The reason for the soaring coal price
First of all, we need to discuss the reasons for the skyrocketing coal prices. Recently, tight supply, strong demand and reduced imports in many parts of China have led to a "crazy rise" in coal prices. Among them, the impact of the COVID-19 epidemic on the supply chain is one of the key factors leading to the soaring coal price. The shutdown and maintenance of national key coal mines, coupled with strict port control, have had a great impact on the coal supply chain. This has prompted domestic coal prices to continue to climb.
At the same time, the support of China's energy policy for domestic coal demand is also one of the factors leading to the soaring coal price. China has increased the use of fossil fuels in many places, increasing the demand for coal. However, after the epidemic, the infrastructure and comprehensive second child policy vigorously promoted by the government need a lot of energy, including coal. These demands lead to rising coal prices, which in turn pushes up coal stock prices.
Reasons for the soaring share price of coal
Undoubtedly, the increase in coal prices directly led to the profits of some domestic coal mining enterprises. This is also an important factor in the performance of coal stock price. In addition, the "pressure-bearing" stocks in domestic and foreign loans, agricultural and rural collective meetings and fund redistribution have picked up recently, and coal stocks have also been dyed. This has led to coal stocks' particularly eye-catching performance in the stock market.
However, the Shanghai Composite Index cannot follow the performance of coal stocks. The reason for this is the following:
The pressure of environmental protection in the coal industry has increased.

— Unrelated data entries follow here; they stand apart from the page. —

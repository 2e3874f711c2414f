//! Selection of the model used for the next turn.

use crate::error::Result;
use crate::types::ModelId;

/// Heading shown above the model list.
pub const SELECTOR_TITLE: &str = "Chat with Llama3 + α";

/// Lets the user pick one model out of the fixed enumeration.
///
/// The choice applies to the next request only; turns already in the
/// transcript do not record which model produced them.
#[derive(Debug, Clone, PartialEq, Eq)]
pub struct ModelSelector {
    models: [ModelId; 4],
    current: ModelId,
}

impl ModelSelector {
    /// Create a selector on the first model of the list.
    pub fn new() -> Self {
        Self {
            models: ModelId::ALL,
            current: ModelId::ALL[0],
        }
    }

    /// Create a selector with the given initial choice.
    pub fn with_model(model: ModelId) -> Self {
        Self {
            current: model,
            ..Self::new()
        }
    }

    /// The models offered, in presentation order.
    pub fn models(&self) -> &[ModelId] {
        &self.models
    }

    /// The current choice.
    pub fn select(&self) -> ModelId {
        self.current
    }

    /// Change the current choice.
    pub fn choose(&mut self, model: ModelId) {
        self.current = model;
    }

    /// Change the current choice by identifier.
    ///
    /// An identifier outside the enumeration leaves the choice unchanged.
    pub fn choose_str(&mut self, id: &str) -> Result<ModelId> {
        let model = id.parse::<ModelId>()?;
        self.choose(model);
        Ok(model)
    }
}

impl Default for ModelSelector {
    fn default() -> Self {
        Self::new()
    }
}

In recent years, the world has paid more and more attention to environmental protection, and China is no exception. With the coal industry's emphasis on environmental protection, all localities are gradually promoting the clean and low-carbon transformation of the coal industry, and the environmental pressure faced by the coal industry is increasing. This leads to the limited profitability of some large coal enterprises, which indirectly weakens the return rate of stocks.
Lack of market awareness
On the other hand, the value logic behind the coal stock price rise has not been fully recognized by the market. In recent years, the global economic situation is uncertain, investors' risk appetite has been restrained, and everyone is generally cautious. The phenomenon of excessive increase in coal stocks is also easy to curb investors' investment enthusiasm. Investors' awareness of coal stocks is not high enough, which also makes the market's recognition of its investment value not high enough.
abstract
The soaring coal price has promoted the rise of the coal stock market to a certain extent, but at the same time, the Shanghai Composite Index has not followed suit. The reasons are the environmental pressure faced by the coal industry, investors' risk preference and the market awareness of coal stocks. In the future, with the increasing advocacy of environmental protection and clean energy, the investment value of coal industry and its related stocks may need to face more tests and turning points in the future. Investors need to assess the situation and accurately judge the fluctuation trend of the coal industry in order to maximize the return on investment.